Eveange a écrit :... mais avoue que ce n'est pas très valorisant de ne pas être l'unique même si on est la mieux aimée (lire le roman de Madeleine Chapsal du même titre) Se rendre compte que l'on ne suffit pas à combler l'autre, qu'on est pas le centre de son monde c'est choir durement de son piédestal...
Pour vivre dans une société sensuellement libre, il faudrait brûler les images d'Epinal, détruire le moralisme hétéronormé actuel, supprimer toutes les formes de religion(s) : malgré la pseudolibéralisation des moeurs je crains que le monde ne soit pas encore prêt...
Je ne pas du tout ce qu'il y a de dévalorisant.

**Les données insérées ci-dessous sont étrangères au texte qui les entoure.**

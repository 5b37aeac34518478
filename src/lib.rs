#![no_std]
#![doc = include_str!("../README.md")]
#![warn(missing_docs)]

#[cfg(feature = "std")]
extern crate std;

pub mod config;
pub mod device;
pub mod interface;
pub mod measurement;
pub mod registers;

// Re-export main types
pub use config::{
    AveragingConfig, CircuitParameters, CoarseGain, CurrentRange, Dio0Function, Dio1Function,
    EccStatus, FaultConfig, FaultDelay, VoltageEventConfig, WriteMode,
};
pub use device::Acs37800Driver;
pub use interface::I2cInterface;
pub use measurement::{
    AveragingWindow, ErrorFlags, InstantaneousReading, PowerFactorReading, PowerReading,
    RmsReading,
};

/// ACS37800 I2C address when DIO_0 and DIO_1 are low at power-up (default: 0x60)
///
/// The address can be moved in EEPROM with
/// [`Acs37800Driver::set_i2c_address`], after which the DIO pins no longer select it.
pub const DEFAULT_I2C_ADDRESS: u8 = 0x60;

/// Customer access code that unlocks EEPROM writes when written to register 0x2F
pub const CUSTOMER_ACCESS_CODE: u32 = 0x4F70_656E;

/// Time the device needs to commit an EEPROM write, in milliseconds
///
/// Reading the register back before this elapses returns zero.
pub const EEPROM_SETTLE_MS: u32 = 100;

/// Driver errors
#[derive(Debug)]
#[cfg_attr(feature = "defmt", derive(defmt::Format))]
pub enum Error<E> {
    /// Communication error with the device
    Bus(E),
    /// An EEPROM write did not read back as requested, or its ECC field reported an error
    ReadModifyWriteVerificationFailure,
    /// A requested value does not fit its register field
    InvalidConfig,
}

impl<E> From<E> for Error<E> {
    fn from(error: E) -> Self {
        Self::Bus(error)
    }
}

#[cfg(feature = "std")]
impl<E> std::fmt::Display for Error<E>
where
    E: std::fmt::Debug,
{
    fn fmt(&self, f: &mut std::fmt::Formatter<'_>) -> std::fmt::Result {
        match self {
            Self::Bus(error) => write!(f, "I2C bus error: {error:?}"),
            Self::ReadModifyWriteVerificationFailure => {
                write!(f, "EEPROM write did not verify")
            }
            Self::InvalidConfig => write!(f, "value does not fit its register field"),
        }
    }
}

#[cfg(feature = "std")]
impl<E> std::error::Error for Error<E> where E: std::fmt::Debug {}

Je ne me sens pas unique personnellement et j''irais même jusqu'à dire qu'on peut aimer plusieurs personnes à la fois. Oh, biens sûr, pas de manière identique. Le coeur s'adapte aux circonstances de la vie. Mes les sentiments sont d'une immense et subtile richesse et ne peuvent être limités à ce que préconise, limite ou tolère notre société. J'ai peut-être tort mais je sais qu'elle n'a pas raison...

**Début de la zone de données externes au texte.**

//! Unit tests for error handling and recovery

use crate::common::{MockDelay, MockError, create_mock_driver};
use acs37800::{
    AveragingConfig, AveragingWindow, CoarseGain, Error, VoltageEventConfig, WriteMode,
};

#[test]
fn test_read_failure_basic() {
    let (mut driver, interface) = create_mock_driver();

    // Inject a read failure
    interface.fail_next_read();

    // This read should fail
    let result = driver.read_rms();
    assert!(
        matches!(result, Err(Error::Bus(MockError::Communication))),
        "Read should fail when error is injected"
    );
}

#[test]
fn test_read_failure_recovery() {
    let (mut driver, interface) = create_mock_driver();

    interface.fail_next_read();
    assert!(driver.read_rms().is_err(), "First read should fail");

    // Subsequent read should succeed (error was only for one operation)
    assert!(
        driver.read_rms().is_ok(),
        "Subsequent read should succeed after single failure"
    );
}

#[test]
fn test_write_failure_basic() {
    let (mut driver, interface) = create_mock_driver();
    let mut delay = MockDelay::new();

    interface.fail_next_write();

    let result = driver.set_current_coarse_gain(CoarseGain::X2, WriteMode::ShadowOnly, &mut delay);
    assert!(result.is_err(), "Write should fail when error is injected");
    assert!(interface.writes().is_empty());
}

#[test]
fn test_shadow_read_failure_prevents_write() {
    let (mut driver, interface) = create_mock_driver();
    let mut delay = MockDelay::new();

    interface.fail_next_read();

    let result = driver.set_bypass_n_enable(true, WriteMode::ShadowOnly, &mut delay);
    assert!(result.is_err());
    assert!(
        interface.writes().is_empty(),
        "Read-modify-write must not write after a failed read"
    );
}

#[test]
fn test_multiple_read_failures() {
    let (mut driver, interface) = create_mock_driver();

    for i in 0..3 {
        interface.fail_next_read();
        let result = driver.read_power_factor();
        assert!(result.is_err(), "Read {} should fail", i);
    }

    assert!(driver.read_power_factor().is_ok());
}

#[test]
fn test_instantaneous_stops_after_first_failure() {
    let (mut driver, interface) = create_mock_driver();
    interface.fail_reads_at(0x2A);

    assert!(driver.read_instantaneous().is_err());
    assert!(
        interface.operations().is_empty(),
        "0x2C must not be read after 0x2A fails"
    );
}

#[test]
fn test_instantaneous_second_read_failure() {
    let (mut driver, interface) = create_mock_driver();
    interface.fail_reads_at(0x2C);

    assert!(driver.read_instantaneous().is_err());
    assert_eq!(interface.operations().len(), 1);
}

#[test]
fn test_probe_reports_missing_device() {
    let (mut driver, interface) = create_mock_driver();

    assert!(driver.probe());

    interface.fail_reads_at(0x1B);
    assert!(!driver.probe());

    // The driver stays usable for other registers
    assert!(driver.read_rms().is_ok());
}

#[test]
fn test_invalid_number_of_samples() {
    let (mut driver, interface) = create_mock_driver();
    let mut delay = MockDelay::new();

    let result = driver.set_number_of_samples(1024, WriteMode::ShadowOnly, &mut delay);
    assert!(matches!(result, Err(Error::InvalidConfig)));
    assert!(interface.operations().is_empty());

    driver
        .set_number_of_samples(1023, WriteMode::ShadowOnly, &mut delay)
        .unwrap();
    assert_eq!(driver.get_number_of_samples().unwrap(), 1023);
}

#[test]
fn test_invalid_voltage_event_config() {
    let (mut driver, interface) = create_mock_driver();
    let mut delay = MockDelay::new();

    let config = VoltageEventConfig {
        overvoltage_threshold: 64,
        undervoltage_threshold: 0,
        event_cycles: 0,
    };
    let result = driver.set_voltage_event_config(config, WriteMode::ShadowAndPersist, &mut delay);

    assert!(matches!(result, Err(Error::InvalidConfig)));
    assert!(interface.operations().is_empty());
}

#[test]
fn test_invalid_averaging_config() {
    let (mut driver, interface) = create_mock_driver();
    let mut delay = MockDelay::new();

    let config = AveragingConfig {
        rms_avg_one: 0x80,
        rms_avg_two: 0,
    };
    let result = driver.set_averaging_config(config, WriteMode::ShadowOnly, &mut delay);

    assert!(matches!(result, Err(Error::InvalidConfig)));
    assert!(interface.operations().is_empty());
}

#[test]
fn test_average_read_failure_per_window() {
    let (mut driver, interface) = create_mock_driver();
    interface.fail_reads_at(0x27);

    assert!(driver.read_rms_average(AveragingWindow::OneSecond).is_ok());
    assert!(driver.read_rms_average(AveragingWindow::OneMinute).is_err());
}

#[test]
fn test_raw_register_errors_propagate() {
    let (mut driver, interface) = create_mock_driver();

    interface.fail_next_read();
    assert!(matches!(
        driver.read_register(0x20),
        Err(Error::Bus(MockError::Communication))
    ));

    interface.fail_next_write();
    assert!(matches!(
        driver.write_register(0x1B, 0),
        Err(Error::Bus(MockError::Communication))
    ));
}

#[cfg(feature = "std")]
#[test]
fn test_errors_box_into_std_error() {
    let (mut driver, interface) = create_mock_driver();
    let mut delay = MockDelay::new();

    interface.fail_next_read();
    let bus: Box<dyn std::error::Error> = Box::new(driver.read_rms().unwrap_err());
    assert_eq!(bus.to_string(), "I2C bus error: Communication");

    let invalid = driver
        .set_i2c_address(0x80, &mut delay)
        .unwrap_err();
    assert_eq!(invalid.to_string(), "value does not fit its register field");

    interface.drop_eeprom_writes(true);
    let unverified = driver.set_i2c_address(0x61, &mut delay).unwrap_err();
    assert_eq!(unverified.to_string(), "EEPROM write did not verify");
}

Quant à supprimer les religions, cela libèrerait les esprits bien entendu. Déjà parvenir à une laïcisation réelle où l'on cantonnerait le religieux à la sphère privée, à ces moments où certains humains se sentant insignifiants dans l'univers se croient obligés de trouver un sens à un mouvement qui n'en possède pas, une finalité à ce qui, somme toute, se caractérise par son mouvement et son processus...
Il y a eu libéralisation bien sûr, mais restreinte à une fauble partie de l'humanité. De plus, cette libéralisation n'a fait trembler que la partie visible d'un iceberg impressionnant. Cette libéralisation n'était qu'une acceptation mièvre et forcée de faits de sociét criants. Mais point de liberté des moeurs, point de vie sentimentale, affective ou sexuelle socialement sereine...
Alors, face à cela, que je fasse figure de dépravé, d'utopiste, de traître affectif, de briseur de piédestal, ou de profiteur de la faiblesse sociale ou morale, cela ne me perturbe plus. Ces critiques sont de vieilles lunes que les siècles ont déja chariées jusqu'ici. Les siècles suivant continueront ce chariage mais je ne désespère pas de l'avenir puisque dans mon quotidien je m'efforce de vivre selon l'avenir que je souhaiterais.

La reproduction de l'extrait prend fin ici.